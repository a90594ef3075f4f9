//! # MPIN Gate
//!
//! The MPIN is the short numeric PIN that unlocks the payer's key
//! derivation. It is stored as `SHA-256("<userId>:<pin>")` in hex under
//! `mpin:<userId>`; the cleartext PIN is never persisted.
//!
//! A stored hash means "configured". No hash means the next payment must
//! create one (enter + confirm).

use std::sync::Arc;

use subtle::ConstantTimeEq;
use tracing::debug;

use crate::config::{MPIN_KEY_PREFIX, MPIN_MAX_DIGITS, MPIN_MIN_DIGITS};
use crate::crypto::sha256_hex;
use crate::error::PaymentError;
use crate::storage::{KeyValueStore, StorageResult};

/// Check that a PIN is 4 to 6 ASCII digits.
pub fn validate_pin_format(pin: &str) -> Result<(), PaymentError> {
    let len_ok = (MPIN_MIN_DIGITS..=MPIN_MAX_DIGITS).contains(&pin.len());
    if !len_ok || !pin.bytes().all(|b| b.is_ascii_digit()) {
        return Err(PaymentError::validation(format!(
            "MPIN must be {} to {} digits",
            MPIN_MIN_DIGITS, MPIN_MAX_DIGITS
        )));
    }
    Ok(())
}

fn key_for_user(user_id: &str) -> String {
    format!("{}{}", MPIN_KEY_PREFIX, user_id)
}

fn hash_mpin(user_id: &str, pin: &str) -> String {
    sha256_hex(format!("{}:{}", user_id, pin).as_bytes())
}

/// Per-user hashed PIN records over a key-value store.
#[derive(Clone)]
pub struct MpinGate {
    store: Arc<dyn KeyValueStore>,
}

impl MpinGate {
    pub fn new(store: Arc<dyn KeyValueStore>) -> Self {
        Self { store }
    }

    /// Hash and persist, replacing any previous PIN.
    pub async fn store(&self, user_id: &str, pin: &str) -> StorageResult<()> {
        self.store
            .set(&key_for_user(user_id), &hash_mpin(user_id, pin))
            .await?;
        debug!(user_id, "mpin stored");
        Ok(())
    }

    pub async fn exists(&self, user_id: &str) -> StorageResult<bool> {
        let stored = self.store.get(&key_for_user(user_id)).await?;
        Ok(stored.is_some_and(|h| !h.is_empty()))
    }

    /// `false` when no PIN is configured.
    pub async fn verify(&self, user_id: &str, pin: &str) -> StorageResult<bool> {
        let Some(stored) = self.store.get(&key_for_user(user_id)).await? else {
            return Ok(false);
        };
        if stored.is_empty() {
            return Ok(false);
        }
        let candidate = hash_mpin(user_id, pin);
        Ok(stored.as_bytes().ct_eq(candidate.as_bytes()).into())
    }

    /// Forget the PIN (logout).
    pub async fn clear(&self, user_id: &str) -> StorageResult<()> {
        self.store.remove(&key_for_user(user_id)).await?;
        debug!(user_id, "mpin cleared");
        Ok(())
    }
}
•••••
§ Problem to work on:
Write the listing out again, word for word.

§ Written response:
repository a90594ef3075f4f9
//! # MPIN Gate
//!
//! The MPIN is the short numeric PIN that unlocks the payer's key
//! derivation. It is stored as `SHA-256("<userId>:<pin>")` in hex under
//! `mpin:<userId>`; the cleartext PIN is never persisted.
//!
//! A stored hash means "configured". No hash means the next payment must
//! create one (enter + confirm).

use std::sync::Arc;

use subtle::ConstantTimeEq;
use tracing::debug;

use crate::config::{MPIN_KEY_PREFIX, MPIN_MAX_DIGITS, MPIN_MIN_DIGITS};
use crate::crypto::sha256_hex;
use crate::error::PaymentError;
use crate::storage::{KeyValueStore, StorageResult};

/// Check that a PIN is 4 to 6 ASCII digits.
pub fn validate_pin_format(pin: &str) -> Result<(), PaymentError> {
    let len_ok = (MPIN_MIN_DIGITS..=MPIN_MAX_DIGITS).contains(&pin.len());
    if !len_ok || !pin.bytes().all(|b| b.is_ascii_digit()) {
        return Err(PaymentError::validation(format!(
            "MPIN must be {} to {} digits",
            MPIN_MIN_DIGITS, MPIN_MAX_DIGITS
        )));
    }
    Ok(())
}

fn key_for_user(user_id: &str) -> String {
    format!("{}{}", MPIN_KEY_PREFIX, user_id)
}

fn hash_mpin(user_id: &str, pin: &str) -> String {
    sha256_hex(format!("{}:{}", user_id, pin).as_bytes())
}

/// Per-user hashed PIN records over a key-value store.
#[derive(Clone)]
pub struct MpinGate {
    store: Arc<dyn KeyValueStore>,
}

impl MpinGate {
    pub fn new(store: Arc<dyn KeyValueStore>) -> Self {
        Self { store }
    }

    /// Hash and persist, replacing any previous PIN.
    pub async fn store(&self, user_id: &str, pin: &str) -> StorageResult<()> {
        self.store
            .set(&key_for_user(user_id), &hash_mpin(user_id, pin))
            .await?;
        debug!(user_id, "mpin stored");
        Ok(())
    }

    pub async fn exists(&self, user_id: &str) -> StorageResult<bool> {
        let stored = self.store.get(&key_for_user(user_id)).await?;
        Ok(stored.is_some_and(|h| !h.is_empty()))
    }

    /// `false` when no PIN is configured.
    pub async fn verify(&self, user_id: &str, pin: &str) -> StorageResult<bool> {
        let Some(stored) = self.store.get(&key_for_user(user_id)).await? else {
            return Ok(false);
        };
        if stored.is_empty() {
            return Ok(false);
        }
        let candidate = hash_mpin(user_id, pin);
        Ok(stored.as_bytes().ct_eq(candidate.as_bytes()).into())
    }

    /// Forget the PIN (logout).
    pub async fn clear(&self, user_id: &str) -> StorageResult<()> {
        self.store.remove(&key_for_user(user_id)).await?;
        debug!(user_id, "mpin cleared");
        Ok(())
    }
}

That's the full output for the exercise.